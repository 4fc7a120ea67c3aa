//! Burst driver for exercising a coordinator
//!
//! Fires rounds of concurrent callers at a `SingleFlight` wrapping a simulated
//! slow producer and reports how many producer calls were actually made.

use std::sync::Arc;
use std::sync::atomic::{AtomicU64, Ordering};
use std::time::{Duration, Instant};

use futures::future::join_all;
use serde::{Deserialize, Serialize};

use crate::error::{FlightError, Result};
use crate::flight::{FlightOptions, FlightStats, SingleFlight};

/// Error value produced by a failing simulated producer.
pub const SIMULATED_FAILURE: &str = "boom";

/// Shape of a burst run.
#[derive(Debug, Clone, PartialEq, Eq, Serialize, Deserialize)]
#[serde(default)]
pub struct BurstPlan {
    /// Concurrent callers per round.
    pub callers: usize,
    /// How long the simulated producer takes.
    pub delay_ms: u64,
    /// Sequential rounds; each starts after the previous one fully settled.
    pub rounds: usize,
    /// Make the simulated producer fail.
    pub fail: bool,
}

impl Default for BurstPlan {
    fn default() -> Self {
        Self {
            callers: 6,
            delay_ms: 800,
            rounds: 2,
            fail: false,
        }
    }
}

impl BurstPlan {
    pub fn validate(&self) -> Result<()> {
        if self.callers == 0 {
            return Err(FlightError::InvalidOption("callers must be at least 1".to_string()));
        }
        if self.rounds == 0 {
            return Err(FlightError::InvalidOption("rounds must be at least 1".to_string()));
        }
        Ok(())
    }
}

/// What every caller in one round observed.
#[derive(Debug, Clone, PartialEq, Eq, Serialize)]
pub struct RoundReport {
    pub round: usize,
    pub successes: usize,
    pub failures: usize,
    /// Distinct success values seen in the round, sorted.
    pub values: Vec<u64>,
    pub elapsed_ms: u64,
}

impl RoundReport {
    /// True when every caller saw the same outcome.
    pub fn is_consistent(&self) -> bool {
        (self.failures == 0 && self.values.len() == 1) || (self.successes == 0 && self.values.is_empty())
    }
}

#[derive(Debug, Clone, Serialize)]
pub struct BurstReport {
    pub name: String,
    pub once: bool,
    pub plan: BurstPlan,
    pub rounds: Vec<RoundReport>,
    /// Times the simulated producer actually ran.
    pub producer_calls: u64,
    pub stats: FlightStats,
    pub elapsed_ms: u64,
}

impl BurstReport {
    pub fn total_calls(&self) -> usize {
        self.plan.callers * self.plan.rounds
    }

    pub fn is_consistent(&self) -> bool {
        self.rounds.iter().all(RoundReport::is_consistent)
    }
}

/// Run `plan` against a fresh coordinator built from `options`.
pub async fn run_burst(plan: &BurstPlan, options: FlightOptions) -> Result<BurstReport> {
    plan.validate()?;
    options.validate()?;

    let producer_calls = Arc::new(AtomicU64::new(0));
    let delay = Duration::from_millis(plan.delay_ms);
    let fail = plan.fail;
    let producer = {
        let producer_calls = producer_calls.clone();
        move |round: usize| {
            let producer_calls = producer_calls.clone();
            async move {
                let call = producer_calls.fetch_add(1, Ordering::SeqCst) + 1;
                log::debug!("Simulated producer call {} for round {}", call, round);
                tokio::time::sleep(delay).await;
                if fail {
                    Err(SIMULATED_FAILURE.to_string())
                } else {
                    Ok(call)
                }
            }
        }
    };

    let name = options.name.clone();
    let once = options.once;
    let flight: SingleFlight<usize, u64, String> = SingleFlight::with_options(producer, options);

    let started = Instant::now();
    let mut rounds = Vec::with_capacity(plan.rounds);
    for round in 1..=plan.rounds {
        let round_started = Instant::now();
        let results = join_all((0..plan.callers).map(|_| flight.handle(round))).await;

        let mut values: Vec<u64> = results.iter().filter_map(|r| r.as_ref().ok().copied()).collect();
        let successes = values.len();
        values.sort_unstable();
        values.dedup();

        let report = RoundReport {
            round,
            successes,
            failures: results.len() - successes,
            values,
            elapsed_ms: round_started.elapsed().as_millis() as u64,
        };
        log::info!(
            "Round {} settled: {} ok, {} failed in {}ms",
            round,
            report.successes,
            report.failures,
            report.elapsed_ms
        );
        rounds.push(report);
    }

    Ok(BurstReport {
        name,
        once,
        plan: plan.clone(),
        rounds,
        producer_calls: producer_calls.load(Ordering::SeqCst),
        stats: flight.stats(),
        elapsed_ms: started.elapsed().as_millis() as u64,
    })
}

#[cfg(test)]
mod tests {
    use super::*;

    fn quick_plan() -> BurstPlan {
        BurstPlan {
            callers: 5,
            delay_ms: 20,
            rounds: 3,
            fail: false,
        }
    }

    #[test]
    fn test_default_plan() {
        let plan = BurstPlan::default();
        assert_eq!(plan.callers, 6);
        assert_eq!(plan.delay_ms, 800);
        assert_eq!(plan.rounds, 2);
        assert!(!plan.fail);
        assert!(plan.validate().is_ok());
    }

    #[test]
    fn test_zero_callers_rejected() {
        let plan = BurstPlan {
            callers: 0,
            ..quick_plan()
        };
        assert!(matches!(plan.validate(), Err(FlightError::InvalidOption(_))));
    }

    #[test]
    fn test_zero_rounds_rejected() {
        let plan = BurstPlan {
            rounds: 0,
            ..quick_plan()
        };
        assert!(plan.validate().is_err());
    }

    #[tokio::test]
    async fn test_one_producer_call_per_round() {
        let report = run_burst(&quick_plan(), FlightOptions::default()).await.unwrap();

        assert_eq!(report.producer_calls, 3);
        assert_eq!(report.total_calls(), 15);
        assert!(report.is_consistent());
        let values: Vec<Vec<u64>> = report.rounds.iter().map(|r| r.values.clone()).collect();
        assert_eq!(values, vec![vec![1], vec![2], vec![3]]);
        assert_eq!(report.stats.invocations, 3);
        assert_eq!(report.stats.coalesced, 12);
    }

    #[tokio::test]
    async fn test_once_runs_producer_a_single_time() {
        let report = run_burst(&quick_plan(), FlightOptions::run_once()).await.unwrap();

        assert!(report.once);
        assert_eq!(report.producer_calls, 1);
        assert!(report.rounds.iter().all(|r| r.values == vec![1]));
        assert_eq!(report.stats.fast_path_hits, 10);
    }

    #[tokio::test]
    async fn test_failing_producer_fails_every_caller() {
        let plan = BurstPlan {
            fail: true,
            ..quick_plan()
        };
        let report = run_burst(&plan, FlightOptions::default()).await.unwrap();

        assert!(report.is_consistent());
        for round in &report.rounds {
            assert_eq!(round.successes, 0);
            assert_eq!(round.failures, 5);
        }
        assert_eq!(report.stats.failures, 3);
    }

    #[tokio::test]
    async fn test_invalid_options_rejected() {
        let options = FlightOptions::default().with_event_capacity(0);
        assert!(run_burst(&quick_plan(), options).await.is_err());
    }

    #[test]
    fn test_round_consistency() {
        let mixed = RoundReport {
            round: 1,
            successes: 2,
            failures: 1,
            values: vec![1],
            elapsed_ms: 0,
        };
        assert!(!mixed.is_consistent());

        let split = RoundReport {
            round: 1,
            successes: 2,
            failures: 0,
            values: vec![1, 2],
            elapsed_ms: 0,
        };
        assert!(!split.is_consistent());
    }
}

> [Your task] Everything in the listing above should be repeated exactly.

> [Output]
repository 4fc7a120ea67c3aa
//! Burst driver for exercising a coordinator
//!
//! Fires rounds of concurrent callers at a `SingleFlight` wrapping a simulated
//! slow producer and reports how many producer calls were actually made.

use std::sync::Arc;
use std::sync::atomic::{AtomicU64, Ordering};
use std::time::{Duration, Instant};

use futures::future::join_all;
use serde::{Deserialize, Serialize};

use crate::error::{FlightError, Result};
use crate::flight::{FlightOptions, FlightStats, SingleFlight};

/// Error value produced by a failing simulated producer.
pub const SIMULATED_FAILURE: &str = "boom";

/// Shape of a burst run.
#[derive(Debug, Clone, PartialEq, Eq, Serialize, Deserialize)]
#[serde(default)]
pub struct BurstPlan {
    /// Concurrent callers per round.
    pub callers: usize,
    /// How long the simulated producer takes.
    pub delay_ms: u64,
    /// Sequential rounds; each starts after the previous one fully settled.
    pub rounds: usize,
    /// Make the simulated producer fail.
    pub fail: bool,
}

impl Default for BurstPlan {
    fn default() -> Self {
        Self {
            callers: 6,
            delay_ms: 800,
            rounds: 2,
            fail: false,
        }
    }
}

impl BurstPlan {
    pub fn validate(&self) -> Result<()> {
        if self.callers == 0 {
            return Err(FlightError::InvalidOption("callers must be at least 1".to_string()));
        }
        if self.rounds == 0 {
            return Err(FlightError::InvalidOption("rounds must be at least 1".to_string()));
        }
        Ok(())
    }
}

/// What every caller in one round observed.
#[derive(Debug, Clone, PartialEq, Eq, Serialize)]
pub struct RoundReport {
    pub round: usize,
    pub successes: usize,
    pub failures: usize,
    /// Distinct success values seen in the round, sorted.
    pub values: Vec<u64>,
    pub elapsed_ms: u64,
}

impl RoundReport {
    /// True when every caller saw the same outcome.
    pub fn is_consistent(&self) -> bool {
        (self.failures == 0 && self.values.len() == 1) || (self.successes == 0 && self.values.is_empty())
    }
}

#[derive(Debug, Clone, Serialize)]
pub struct BurstReport {
    pub name: String,
    pub once: bool,
    pub plan: BurstPlan,
    pub rounds: Vec<RoundReport>,
    /// Times the simulated producer actually ran.
    pub producer_calls: u64,
    pub stats: FlightStats,
    pub elapsed_ms: u64,
}

impl BurstReport {
    pub fn total_calls(&self) -> usize {
        self.plan.callers * self.plan.rounds
    }

    pub fn is_consistent(&self) -> bool {
        self.rounds.iter().all(RoundReport::is_consistent)
    }
}

/// Run `plan` against a fresh coordinator built from `options`.
pub async fn run_burst(plan: &BurstPlan, options: FlightOptions) -> Result<BurstReport> {
    plan.validate()?;
    options.validate()?;

    let producer_calls = Arc::new(AtomicU64::new(0));
    let delay = Duration::from_millis(plan.delay_ms);
    let fail = plan.fail;
    let producer = {
        let producer_calls = producer_calls.clone();
        move |round: usize| {
            let producer_calls = producer_calls.clone();
            async move {
                let call = producer_calls.fetch_add(1, Ordering::SeqCst) + 1;
                log::debug!("Simulated producer call {} for round {}", call, round);
                tokio::time::sleep(delay).await;
                if fail {
                    Err(SIMULATED_FAILURE.to_string())
                } else {
                    Ok(call)
                }
            }
        }
    };

    let name = options.name.clone();
    let once = options.once;
    let flight: SingleFlight<usize, u64, String> = SingleFlight::with_options(producer, options);

    let started = Instant::now();
    let mut rounds = Vec::with_capacity(plan.rounds);
    for round in 1..=plan.rounds {
        let round_started = Instant::now();
        let results = join_all((0..plan.callers).map(|_| flight.handle(round))).await;

        let mut values: Vec<u64> = results.iter().filter_map(|r| r.as_ref().ok().copied()).collect();
        let successes = values.len();
        values.sort_unstable();
        values.dedup();

        let report = RoundReport {
            round,
            successes,
            failures: results.len() - successes,
            values,
            elapsed_ms: round_started.elapsed().as_millis() as u64,
        };
        log::info!(
            "Round {} settled: {} ok, {} failed in {}ms",
            round,
            report.successes,
            report.failures,
            report.elapsed_ms
        );
        rounds.push(report);
    }

    Ok(BurstReport {
        name,
        once,
        plan: plan.clone(),
        rounds,
        producer_calls: producer_calls.load(Ordering::SeqCst),
        stats: flight.stats(),
        elapsed_ms: started.elapsed().as_millis() as u64,
    })
}

#[cfg(test)]
mod tests {
    use super::*;

    fn quick_plan() -> BurstPlan {
        BurstPlan {
            callers: 5,
            delay_ms: 20,
            rounds: 3,
            fail: false,
        }
    }

    #[test]
    fn test_default_plan() {
        let plan = BurstPlan::default();
        assert_eq!(plan.callers, 6);
        assert_eq!(plan.delay_ms, 800);
        assert_eq!(plan.rounds, 2);
        assert!(!plan.fail);
        assert!(plan.validate().is_ok());
    }

    #[test]
    fn test_zero_callers_rejected() {
        let plan = BurstPlan {
            callers: 0,
            ..quick_plan()
        };
        assert!(matches!(plan.validate(), Err(FlightError::InvalidOption(_))));
    }

    #[test]
    fn test_zero_rounds_rejected() {
        let plan = BurstPlan {
            rounds: 0,
            ..quick_plan()
        };
        assert!(plan.validate().is_err());
    }

    #[tokio::test]
    async fn test_one_producer_call_per_round() {
        let report = run_burst(&quick_plan(), FlightOptions::default()).await.unwrap();

        assert_eq!(report.producer_calls, 3);
        assert_eq!(report.total_calls(), 15);
        assert!(report.is_consistent());
        let values: Vec<Vec<u64>> = report.rounds.iter().map(|r| r.values.clone()).collect();
        assert_eq!(values, vec![vec![1], vec![2], vec![3]]);
        assert_eq!(report.stats.invocations, 3);
        assert_eq!(report.stats.coalesced, 12);
    }

    #[tokio::test]
    async fn test_once_runs_producer_a_single_time() {
        let report = run_burst(&quick_plan(), FlightOptions::run_once()).await.unwrap();

        assert!(report.once);
        assert_eq!(report.producer_calls, 1);
        assert!(report.rounds.iter().all(|r| r.values == vec![1]));
        assert_eq!(report.stats.fast_path_hits, 10);
    }

    #[tokio::test]
    async fn test_failing_producer_fails_every_caller() {
        let plan = BurstPlan {
            fail: true,
            ..quick_plan()
        };
        let report = run_burst(&plan, FlightOptions::default()).await.unwrap();

        assert!(report.is_consistent());
        for round in &report.rounds {
            assert_eq!(round.successes, 0);
            assert_eq!(round.failures, 5);
        }
        assert_eq!(report.stats.failures, 3);
    }

    #[tokio::test]
    async fn test_invalid_options_rejected() {
        let options = FlightOptions::default().with_event_capacity(0);
        assert!(run_burst(&quick_plan(), options).await.is_err());
    }

    #[test]
    fn test_round_consistency() {
        let mixed = RoundReport {
            round: 1,
            successes: 2,
            failures: 1,
            values: vec![1],
            elapsed_ms: 0,
        };
        assert!(!mixed.is_consistent());

        let split = RoundReport {
            round: 1,
            successes: 2,
            failures: 0,
            values: vec![1, 2],
            elapsed_ms: 0,
        };
        assert!(!split.is_consistent());
    }
}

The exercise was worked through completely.